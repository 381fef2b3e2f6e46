//! Call log module
//!
//! One append-only row per dial attempt. A row is written with status
//! `initiated` at dispatch time and completed exactly once by the webhook
//! handler; completion is idempotent (replaying a report converges to the
//! same row).

use chrono::{DateTime, Utc};
use serde::{Deserialize, Serialize};
use uuid::Uuid;

use crate::{Error, Result};

/// One record per dial attempt, enriched post-call by the webhook.
#[derive(Debug, Clone, Serialize, Deserialize)]
pub struct CallLog {
    pub id: Uuid,
    pub contact_id: Uuid,
    pub campaign_id: Option<Uuid>,
    pub vapi_call_id: String,
    pub status: String,
    pub ended_reason: Option<String>,
    pub duration_seconds: Option<i32>,
    pub transcript: Option<String>,
    pub recording_url: Option<String>,
    pub cost: Option<f64>,
    pub created_at: DateTime<Utc>,
}

/// Final result of an attempt, extracted from the provider's end-of-call
/// report.
#[derive(Debug, Clone, Default, PartialEq)]
pub struct CallReport {
    pub ended_reason: String,
    pub duration_seconds: i32,
    pub transcript: Option<String>,
    pub recording_url: Option<String>,
    pub cost: Option<f64>,
}

/// Call log repository for database operations
pub struct CallLogRepository<'a> {
    db: &'a outdial_db::DbPool,
}

impl<'a> CallLogRepository<'a> {
    pub fn new(db: &'a outdial_db::DbPool) -> Self {
        Self { db }
    }

    /// Insert the `initiated` row for a freshly dispatched attempt.
    pub async fn insert_initiated(
        &self,
        contact_id: Uuid,
        campaign_id: Option<Uuid>,
        vapi_call_id: &str,
    ) -> Result<Uuid> {
        let id = Uuid::new_v4();
        let client = self.db.get().await.map_err(|e| Error::Pool(e.to_string()))?;

        client
            .execute(
                r#"
                INSERT INTO call_logs (id, contact_id, campaign_id, vapi_call_id, status, created_at)
                VALUES ($1, $2, $3, $4, 'initiated', NOW())
                "#,
                &[&id, &contact_id, &campaign_id, &vapi_call_id],
            )
            .await?;

        Ok(id)
    }

    pub async fn find_by_vapi_id(&self, vapi_call_id: &str) -> Result<Option<CallLog>> {
        let client = self.db.get().await.map_err(|e| Error::Pool(e.to_string()))?;

        let row = client
            .query_opt(
                "SELECT * FROM call_logs WHERE vapi_call_id = $1",
                &[&vapi_call_id],
            )
            .await?;

        Ok(row.map(|r| row_to_call_log(&r)))
    }

    /// Complete the attempt with the final report. Safe to replay.
    pub async fn complete(&self, id: Uuid, report: &CallReport) -> Result<()> {
        let client = self.db.get().await.map_err(|e| Error::Pool(e.to_string()))?;

        client
            .execute(
                r#"
                UPDATE call_logs SET
                    status = $2,
                    ended_reason = $2,
                    duration_seconds = $3,
                    transcript = COALESCE($4, transcript),
                    recording_url = COALESCE($5, recording_url),
                    cost = COALESCE($6, cost)
                WHERE id = $1
                "#,
                &[
                    &id,
                    &report.ended_reason,
                    &report.duration_seconds,
                    &report.transcript,
                    &report.recording_url,
                    &report.cost,
                ],
            )
            .await?;

        Ok(())
    }
}

pub(crate) fn row_to_call_log(row: &tokio_postgres::Row) -> CallLog {
    CallLog {
        id: row.get("id"),
        contact_id: row.get("contact_id"),
        campaign_id: row.get("campaign_id"),
        vapi_call_id: row.get("vapi_call_id"),
        status: row.get("status"),
        ended_reason: row.get("ended_reason"),
        duration_seconds: row.get("duration_seconds"),
        transcript: row.get("transcript"),
        recording_url: row.get("recording_url"),
        cost: row.get("cost"),
        created_at: row.get("created_at"),
    }
}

Problem: The full set of entries, copied exactly, is the expected answer.

Solution for this problem:
repository 381fef2b3e2f6e46
//! Call log module
//!
//! One append-only row per dial attempt. A row is written with status
//! `initiated` at dispatch time and completed exactly once by the webhook
//! handler; completion is idempotent (replaying a report converges to the
//! same row).

use chrono::{DateTime, Utc};
use serde::{Deserialize, Serialize};
use uuid::Uuid;

use crate::{Error, Result};

/// One record per dial attempt, enriched post-call by the webhook.
#[derive(Debug, Clone, Serialize, Deserialize)]
pub struct CallLog {
    pub id: Uuid,
    pub contact_id: Uuid,
    pub campaign_id: Option<Uuid>,
    pub vapi_call_id: String,
    pub status: String,
    pub ended_reason: Option<String>,
    pub duration_seconds: Option<i32>,
    pub transcript: Option<String>,
    pub recording_url: Option<String>,
    pub cost: Option<f64>,
    pub created_at: DateTime<Utc>,
}

/// Final result of an attempt, extracted from the provider's end-of-call
/// report.
#[derive(Debug, Clone, Default, PartialEq)]
pub struct CallReport {
    pub ended_reason: String,
    pub duration_seconds: i32,
    pub transcript: Option<String>,
    pub recording_url: Option<String>,
    pub cost: Option<f64>,
}

/// Call log repository for database operations
pub struct CallLogRepository<'a> {
    db: &'a outdial_db::DbPool,
}

impl<'a> CallLogRepository<'a> {
    pub fn new(db: &'a outdial_db::DbPool) -> Self {
        Self { db }
    }

    /// Insert the `initiated` row for a freshly dispatched attempt.
    pub async fn insert_initiated(
        &self,
        contact_id: Uuid,
        campaign_id: Option<Uuid>,
        vapi_call_id: &str,
    ) -> Result<Uuid> {
        let id = Uuid::new_v4();
        let client = self.db.get().await.map_err(|e| Error::Pool(e.to_string()))?;

        client
            .execute(
                r#"
                INSERT INTO call_logs (id, contact_id, campaign_id, vapi_call_id, status, created_at)
                VALUES ($1, $2, $3, $4, 'initiated', NOW())
                "#,
                &[&id, &contact_id, &campaign_id, &vapi_call_id],
            )
            .await?;

        Ok(id)
    }

    pub async fn find_by_vapi_id(&self, vapi_call_id: &str) -> Result<Option<CallLog>> {
        let client = self.db.get().await.map_err(|e| Error::Pool(e.to_string()))?;

        let row = client
            .query_opt(
                "SELECT * FROM call_logs WHERE vapi_call_id = $1",
                &[&vapi_call_id],
            )
            .await?;

        Ok(row.map(|r| row_to_call_log(&r)))
    }

    /// Complete the attempt with the final report. Safe to replay.
    pub async fn complete(&self, id: Uuid, report: &CallReport) -> Result<()> {
        let client = self.db.get().await.map_err(|e| Error::Pool(e.to_string()))?;

        client
            .execute(
                r#"
                UPDATE call_logs SET
                    status = $2,
                    ended_reason = $2,
                    duration_seconds = $3,
                    transcript = COALESCE($4, transcript),
                    recording_url = COALESCE($5, recording_url),
                    cost = COALESCE($6, cost)
                WHERE id = $1
                "#,
                &[
                    &id,
                    &report.ended_reason,
                    &report.duration_seconds,
                    &report.transcript,
                    &report.recording_url,
                    &report.cost,
                ],
            )
            .await?;

        Ok(())
    }
}

pub(crate) fn row_to_call_log(row: &tokio_postgres::Row) -> CallLog {
    CallLog {
        id: row.get("id"),
        contact_id: row.get("contact_id"),
        campaign_id: row.get("campaign_id"),
        vapi_call_id: row.get("vapi_call_id"),
        status: row.get("status"),
        ended_reason: row.get("ended_reason"),
        duration_seconds: row.get("duration_seconds"),
        transcript: row.get("transcript"),
        recording_url: row.get("recording_url"),
        cost: row.get("cost"),
        created_at: row.get("created_at"),
    }
}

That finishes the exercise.